DATASET EXCERPTS:
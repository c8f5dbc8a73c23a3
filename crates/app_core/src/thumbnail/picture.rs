//! Picture rendering: decode, fit to the requested box, encode

use crate::AppError;
use image::imageops::{self, FilterType};
use image::{DynamicImage, GenericImageView, ImageFormat, ImageReader, RgbaImage};
use std::io::Cursor;

use super::{ResizeMode, ThumbnailFormat, ThumbnailOptions};

/// Decode an encoded picture and render it as a thumbnail
pub fn render_picture(bytes: &[u8], options: ThumbnailOptions) -> Result<Vec<u8>, AppError> {
    let img = ImageReader::new(Cursor::new(bytes))
        .with_guessed_format()?
        .decode()?;
    render_image(img, options)
}

/// Fit an already decoded image into the box (anchored center) and encode it
pub fn render_image(img: DynamicImage, options: ThumbnailOptions) -> Result<Vec<u8>, AppError> {
    let (width, height) = (options.width, options.height);
    if width == 0 || height == 0 {
        return Err(AppError::UnsupportedFormat(format!(
            "empty thumbnail box {}x{}",
            width, height
        )));
    }

    let fitted = match options.mode {
        ResizeMode::Pad => pad(&img, width, height),
        ResizeMode::Crop => img.resize_to_fill(width, height, FilterType::Triangle).to_rgba8(),
    };

    encode(&fitted, options.format)
}

/// Scale to fit inside the box, then center on a transparent canvas
fn pad(img: &DynamicImage, width: u32, height: u32) -> RgbaImage {
    let scaled = img.resize(width, height, FilterType::Triangle).to_rgba8();
    let (w, h) = scaled.dimensions();
    if (w, h) == (width, height) {
        return scaled;
    }

    let mut canvas = RgbaImage::new(width, height);
    let x = (width - w) / 2;
    let y = (height - h) / 2;
    imageops::overlay(&mut canvas, &scaled, x as i64, y as i64);
    canvas
}

fn encode(img: &RgbaImage, format: ThumbnailFormat) -> Result<Vec<u8>, AppError> {
    let format = match format {
        ThumbnailFormat::Png => ImageFormat::Png,
    };

    let mut buffer = Cursor::new(Vec::new());
    img.write_to(&mut buffer, format)
        .map_err(|e| AppError::ImageDecode(format!("encode failed: {}", e)))?;
    Ok(buffer.into_inner())
}

/// Dimensions of an encoded image
pub fn encoded_dimensions(bytes: &[u8]) -> Result<(u32, u32), AppError> {
    let img = ImageReader::new(Cursor::new(bytes))
        .with_guessed_format()?
        .decode()?;
    Ok(img.dimensions())
}

#[cfg(test)]
pub(crate) mod tests {
    use super::*;
    use image::{Rgb, RgbImage, Rgba};

    /// PNG-encode a solid image
    pub(crate) fn solid_png(width: u32, height: u32, color: [u8; 4]) -> Vec<u8> {
        let img = RgbaImage::from_pixel(width, height, Rgba(color));
        let mut buffer = Cursor::new(Vec::new());
        img.write_to(&mut buffer, ImageFormat::Png).unwrap();
        buffer.into_inner()
    }

    fn decode(bytes: &[u8]) -> RgbaImage {
        image::load_from_memory_with_format(bytes, ImageFormat::Png)
            .unwrap()
            .to_rgba8()
    }

    #[test]
    fn test_pad_preserves_aspect_ratio() {
        let source = DynamicImage::ImageRgb8(RgbImage::from_pixel(4000, 3000, Rgb([200, 0, 0])));
        let png = render_image(source, ThumbnailOptions::new(128, 128, ResizeMode::Pad)).unwrap();

        assert_eq!(&png[1..4], b"PNG");
        let thumb = decode(&png);
        assert_eq!(thumb.dimensions(), (128, 128));

        // 4:3 inside 128x128 is 128x96, leaving 16px bands top and bottom
        assert_eq!(thumb.get_pixel(64, 0).0[3], 0);
        assert_eq!(thumb.get_pixel(64, 127).0[3], 0);
        assert_eq!(thumb.get_pixel(64, 20).0[3], 255);
        let edge = thumb.get_pixel(0, 64).0;
        assert_eq!(edge[3], 255);
        assert!(edge[0] > 190 && edge[1] < 10);
        assert_eq!(thumb.get_pixel(127, 64).0[3], 255);
    }

    #[test]
    fn test_crop_fills_box_from_center() {
        let mut source = RgbaImage::new(300, 100);
        for (x, _, pixel) in source.enumerate_pixels_mut() {
            *pixel = match x {
                0..=99 => Rgba([255, 0, 0, 255]),
                100..=199 => Rgba([0, 255, 0, 255]),
                _ => Rgba([0, 0, 255, 255]),
            };
        }

        let png = render_image(
            DynamicImage::ImageRgba8(source),
            ThumbnailOptions::new(100, 100, ResizeMode::Crop),
        )
        .unwrap();
        let thumb = decode(&png);
        assert_eq!(thumb.dimensions(), (100, 100));
        let center = thumb.get_pixel(50, 50).0;
        assert!(center[1] > 250 && center[0] < 5 && center[2] < 5);
    }

    #[test]
    fn test_render_picture_from_bytes() {
        let png = solid_png(40, 20, [1, 2, 3, 255]);
        let thumb = render_picture(&png, ThumbnailOptions::new(16, 16, ResizeMode::Pad)).unwrap();
        assert_eq!(encoded_dimensions(&thumb).unwrap(), (16, 16));
    }

    #[test]
    fn test_garbage_is_unsupported() {
        let result = render_picture(b"definitely not an image", ThumbnailOptions::default());
        assert!(matches!(result, Err(AppError::UnsupportedFormat(_))));
    }

    #[test]
    fn test_empty_box_is_rejected() {
        let png = solid_png(4, 4, [0, 0, 0, 255]);
        let result = render_picture(&png, ThumbnailOptions::new(0, 64, ResizeMode::Pad));
        assert!(matches!(result, Err(AppError::UnsupportedFormat(_))));
    }
}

WHAT THE EXERCISE ASKS: What is needed is an exact copy of the entries above, from the first line through the line holding "an encoded image", with both of those lines kept; please give nothing else.

WRITTEN RESPONSE:
repository c8f5dbc8a73c23a3
filename crates/app_core/src/thumbnail/picture.rs
//! Picture rendering: decode, fit to the requested box, encode

use crate::AppError;
use image::imageops::{self, FilterType};
use image::{DynamicImage, GenericImageView, ImageFormat, ImageReader, RgbaImage};
use std::io::Cursor;

use super::{ResizeMode, ThumbnailFormat, ThumbnailOptions};

/// Decode an encoded picture and render it as a thumbnail
pub fn render_picture(bytes: &[u8], options: ThumbnailOptions) -> Result<Vec<u8>, AppError> {
    let img = ImageReader::new(Cursor::new(bytes))
        .with_guessed_format()?
        .decode()?;
    render_image(img, options)
}

/// Fit an already decoded image into the box (anchored center) and encode it
pub fn render_image(img: DynamicImage, options: ThumbnailOptions) -> Result<Vec<u8>, AppError> {
    let (width, height) = (options.width, options.height);
    if width == 0 || height == 0 {
        return Err(AppError::UnsupportedFormat(format!(
            "empty thumbnail box {}x{}",
            width, height
        )));
    }

    let fitted = match options.mode {
        ResizeMode::Pad => pad(&img, width, height),
        ResizeMode::Crop => img.resize_to_fill(width, height, FilterType::Triangle).to_rgba8(),
    };

    encode(&fitted, options.format)
}

/// Scale to fit inside the box, then center on a transparent canvas
fn pad(img: &DynamicImage, width: u32, height: u32) -> RgbaImage {
    let scaled = img.resize(width, height, FilterType::Triangle).to_rgba8();
    let (w, h) = scaled.dimensions();
    if (w, h) == (width, height) {
        return scaled;
    }

    let mut canvas = RgbaImage::new(width, height);
    let x = (width - w) / 2;
    let y = (height - h) / 2;
    imageops::overlay(&mut canvas, &scaled, x as i64, y as i64);
    canvas
}

fn encode(img: &RgbaImage, format: ThumbnailFormat) -> Result<Vec<u8>, AppError> {
    let format = match format {
        ThumbnailFormat::Png => ImageFormat::Png,
    };

    let mut buffer = Cursor::new(Vec::new());
    img.write_to(&mut buffer, format)
        .map_err(|e| AppError::ImageDecode(format!("encode failed: {}", e)))?;
    Ok(buffer.into_inner())
}

/// Dimensions of an encoded image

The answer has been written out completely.